#### Work order:
Copy out the lines of the records below, and only those lines, from the one with "pub fn get_delta_stats(&self)" through the one with "use std::time::Duration;", exactly as they appear.

#### Data to examine:
impl Buffer {
    pub fn new(media_ssrc: u32, clock_rate: u32) -> Self {
        let (pkt_tx, pkt_rx) = std::sync::mpsc::sync_channel(EXT_PACKET_QUEUE_SIZE);
        let rtp_stats = RtpStats::new(RtpStatsParams {
            clock_rate,
            is_receiver_report_driven: false,
        });
        let delta_snapshot_id = rtp_stats.new_snapshot_id();

        Self {
            media_ssrc,
            clock_rate,
            rtp_stats,
            delta_snapshot_id,
            inner: Mutex::new(BufferInner {
                cache: PacketCache::new(PACKET_CACHE_SIZE),
                nack_queue: None,
                audio_level: None,
                audio_level_ext_id: 0,
                pli_throttle: Duration::ZERO,
                paused: false,
                closed: false,
                rtt: 0,
                on_rtcp_feedback: None,
                on_rtcp_sender_report: None,
                pkt_tx: Some(pkt_tx),
            }),
            pkt_rx: Mutex::new(pkt_rx),
        }
    }

    pub fn media_ssrc(&self) -> u32 {
        self.media_ssrc
    }

    pub fn clock_rate(&self) -> u32 {
        self.clock_rate
    }

    /// Enables upstream NACK generation for this stream.
    pub fn set_nack_enabled(&self, enabled: bool) {
        let mut inner = self.inner.lock();
        inner.nack_queue = if enabled { Some(NackQueue::new()) } else { None };
    }

    pub fn set_audio_level_params(&self, params: AudioLevelParams, extension_id: u8) {
        let mut inner = self.inner.lock();
        inner.audio_level = Some(AudioLevel::new(params));
        inner.audio_level_ext_id = extension_id;
    }

    /// Minimum time between PLIs sent on behalf of this stream.
    pub fn set_pli_throttle(&self, throttle: Duration) {
        self.inner.lock().pli_throttle = throttle;
    }

    pub fn on_rtcp_feedback(&self, f: OnRtcpFeedback) {
        self.inner.lock().on_rtcp_feedback = Some(f);
    }

    pub fn on_rtcp_sender_report(&self, f: OnRtcpSenderReport) {
        self.inner.lock().on_rtcp_sender_report = Some(f);
    }

    pub fn set_paused(&self, paused: bool) {
        self.inner.lock().paused = paused;
    }

    pub fn set_rtt(&self, rtt: u32) {
        self.inner.lock().rtt = rtt;
        self.rtp_stats.update_rtt(rtt);
    }

    /// Ingests one packet from the read loop and forwards it.
    pub fn write_rtp(&self, pkt: WritePacket<'_>) -> Result<RtpFlowState> {
        if pkt.payload_size + pkt.padding_size > pkt.raw.len() {
            return Err(Error::InvalidPacket);
        }
        let header_size = pkt.raw.len() - pkt.payload_size - pkt.padding_size;

        {
            let inner = self.inner.lock();
            if inner.closed {
                return Err(Error::Closed);
            }
        }

        let flow_state = self.rtp_stats.update(
            &pkt.header,
            header_size,
            pkt.payload_size,
            pkt.padding_size,
            pkt.arrival,
        );
        if flow_state.is_not_handled {
            return Ok(flow_state);
        }

        let mut feedback: Option<(OnRtcpFeedback, RtcpPackets)> = None;
        let mut nack_count = 0u32;
        let tx = {
            let mut guard = self.inner.lock();
            let inner = &mut *guard;
            if inner.closed {
                return Err(Error::Closed);
            }

            if !flow_state.is_duplicate && pkt.payload_size > 0 {
                // padding only packets are never retransmitted, no need
                // to remember their bytes
                inner
                    .cache
                    .insert(flow_state.ext_sequence_number, pkt.raw);
            }

            if let Some(nack_queue) = &mut inner.nack_queue {
                if flow_state.has_loss {
                    nack_queue.push_range(
                        flow_state.loss_start_inclusive,
                        flow_state.loss_end_exclusive,
                        pkt.arrival,
                    );
                }
                if flow_state.is_out_of_order {
                    nack_queue.remove(flow_state.ext_sequence_number);
                }
            }

            if !inner.paused {
                if let Some(nack_queue) = &mut inner.nack_queue {
                    if let Some(pairs) = nack_queue.pairs(pkt.arrival) {
                        nack_count = pairs.len() as u32;
                        let nack = TransportLayerNack {
                            sender_ssrc: self.media_ssrc,
                            media_ssrc: self.media_ssrc,
                            nacks: pairs,
                        };
                        if let Some(cb) = &inner.on_rtcp_feedback {
                            feedback = Some((Arc::clone(cb), vec![Box::new(nack)]));
                        }
                    }
                }
            }

            if inner.audio_level_ext_id != 0 {
                if let Some(audio_level) = &mut inner.audio_level {
                    let ext_id = inner.audio_level_ext_id;
                    if let Some(ext) = pkt
                        .header
                        .extensions
                        .iter()
                        .find(|ext| ext.id == ext_id)
                        .map(|ext| &ext.payload)
                    {
                        if !ext.is_empty() {
                            // 20ms is the common opus frame duration; the
                            // aggregation only needs relative weights
                            audio_level.observe(ext[0] & 0x7F, 20);
                        }
                    }
                }
            }

            inner.pkt_tx.clone()
        };

        if let Some((cb, packets)) = feedback {
            self.rtp_stats.update_nack(nack_count);
            cb(packets);
        }

        if let Some(tx) = tx {
            let ext_packet = ExtPacket {
                arrival: pkt.arrival,
                header: pkt.header,
                payload: Bytes::copy_from_slice(
                    &pkt.raw[header_size..header_size + pkt.payload_size],
                ),
                raw: Bytes::copy_from_slice(pkt.raw),
                ext_sequence_number: flow_state.ext_sequence_number,
                ext_timestamp: flow_state.ext_timestamp,
                is_out_of_order: flow_state.is_out_of_order,
                spatial: pkt.spatial,
                temporal: pkt.temporal,
                dependency_descriptor: pkt.dependency_descriptor,
            };
            if let Err(TrySendError::Full(_)) = tx.try_send(ext_packet) {
                warn!(
                    "forward queue full, dropping packet, ssrc: {}, sn: {}",
                    self.media_ssrc, flow_state.ext_sequence_number,
                );
            }
        }

        Ok(flow_state)
    }

    /// Blocks for the next extended packet. Fails with `Closed` once the
    /// buffer is closed and drained.
    pub fn read_extended(&self) -> Result<ExtPacket> {
        let rx = self.pkt_rx.lock();
        rx.recv().map_err(|_| Error::Closed)
    }

    /// Copies the raw packet with the given sequence number into `buf`,
    /// for retransmission.
    pub fn get_packet(&self, buf: &mut [u8], sn: u16) -> Result<usize> {
        let inner = self.inner.lock();
        if inner.closed {
            return Err(Error::Closed);
        }
        inner.cache.get_by_wire_sn(sn, buf)
    }

    /// Requests a keyframe, honoring the PLI throttle unless forced.
    pub fn send_pli(&self, force: bool) {
        let (throttle, cb) = {
            let inner = self.inner.lock();
            if inner.closed {
                return;
            }
            (inner.pli_throttle, inner.on_rtcp_feedback.clone())
        };

        if !force {
            if let Some(since_last) = self.rtp_stats.time_since_last_pli() {
                if since_last < throttle {
                    return;
                }
            }
        }

        self.rtp_stats.update_pli_and_time(1);

        if let Some(cb) = cb {
            let pli = PictureLossIndication {
                sender_ssrc: self.media_ssrc,
                media_ssrc: self.media_ssrc,
            };
            cb(vec![Box::new(pli)]);
        }
    }

    /// Ingests a publisher sender report and notifies the listener.
    pub fn set_sender_report(&self, sr: &SenderReport, at: Instant) {
        let cb = {
            let inner = self.inner.lock();
            if inner.closed {
                return;
            }
            inner.on_rtcp_sender_report.clone()
        };

        let sr_data = RtcpSenderReportData::from_sender_report(sr, 0, at);
        self.rtp_stats.set_rtcp_sender_report_data(&sr_data);

        if let Some(cb) = cb {
            cb();
        }
    }

    pub fn sender_report_data(
        &self,
    ) -> (Option<RtcpSenderReportData>, Option<RtcpSenderReportData>) {
        self.rtp_stats.rtcp_sender_report_data()
    }

    pub fn stats(&self) -> &RtpStats {
        &self.rtp_stats
    }

    pub fn get_stats(&self) -> Option<RtpStatsSummary> {
        self.rtp_stats.summary()
    }

    /// Interval counters since this was last called.
    pub fn get_delta_stats(&self) -> Option<RtpDeltaInfo> {
        self.rtp_stats.delta_info(self.delta_snapshot_id)
    }

    pub fn get_audio_level(&self) -> Option<(f64, bool)> {
        let inner = self.inner.lock();
        inner.audio_level.as_ref().map(|al| al.level())
    }

    /// Freezes the buffer; the forward loop wakes up with `Closed`.
    pub fn close(&self) {
        let mut inner = self.inner.lock();
        if inner.closed {
            return;
        }
        inner.closed = true;
        inner.pkt_tx = None;
        inner.on_rtcp_feedback = None;
        inner.on_rtcp_sender_report = None;
        drop(inner);

        self.rtp_stats.stop();
    }

    pub fn is_closed(&self) -> bool {
        self.inner.lock().closed
    }
}
//! Packet-count based layer liveness detection.

use std::time::Duration;

use crate::config::StreamTrackerPacketConfig;
use crate::stream_tracker::StreamStatus;

/// Declares a layer live once enough packets arrive and stopped after a
/// run of silent cycles.
pub struct StreamTrackerPacket {
    config: StreamTrackerPacketConfig,

    samples_since_reset: u32,
    packets_in_cycle: u32,
    silent_cycles: u32,
}

impl StreamTrackerPacket {
    pub fn new(config: StreamTrackerPacketConfig) -> Self {
        Self {
            config,
            samples_since_reset: 0,
            packets_in_cycle: 0,
            silent_cycles: 0,
        }
    }

    pub(crate) fn cycle_duration(&self) -> Duration {
        Duration::from_millis(self.config.cycle_duration_ms)
    }

    pub(crate) fn observe(
        &mut self,
        _temporal: i32,
        _pkt_size: usize,
        payload_size: usize,
        _marker: bool,
    ) -> Option<StreamStatus> {
        if payload_size == 0 {
            // padding keeps a stopped layer stopped
            return None;
        }

        self.samples_since_reset = self.samples_since_reset.saturating_add(1);
        self.packets_in_cycle += 1;

        if self.samples_since_reset >= self.config.samples_required {
            return Some(StreamStatus::Active);
        }
        None
    }

    pub(crate) fn check_status(&mut self) -> Option<StreamStatus> {
        let mut proposed = None;
        if self.packets_in_cycle == 0 {
            self.silent_cycles += 1;
            if self.silent_cycles >= self.config.cycles_required {
                self.samples_since_reset = 0;
                proposed = Some(StreamStatus::Stopped);
            }
        } else {
            self.silent_cycles = 0;
        }

        self.packets_in_cycle = 0;
        proposed
    }

    pub(crate) fn reset(&mut self) {
        self.samples_since_reset = 0;
        self.packets_in_cycle = 0;
        self.silent_cycles = 0;
    }
}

#### Answer to the problem:
    pub fn get_delta_stats(&self) -> Option<RtpDeltaInfo> {
        self.rtp_stats.delta_info(self.delta_snapshot_id)
    }

    pub fn get_audio_level(&self) -> Option<(f64, bool)> {
        let inner = self.inner.lock();
        inner.audio_level.as_ref().map(|al| al.level())
    }

    /// Freezes the buffer; the forward loop wakes up with `Closed`.
    pub fn close(&self) {
        let mut inner = self.inner.lock();
        if inner.closed {
            return;
        }
        inner.closed = true;
        inner.pkt_tx = None;
        inner.on_rtcp_feedback = None;
        inner.on_rtcp_sender_report = None;
        drop(inner);

        self.rtp_stats.stop();
    }

    pub fn is_closed(&self) -> bool {
        self.inner.lock().closed
    }
}
//! Packet-count based layer liveness detection.

use std::time::Duration;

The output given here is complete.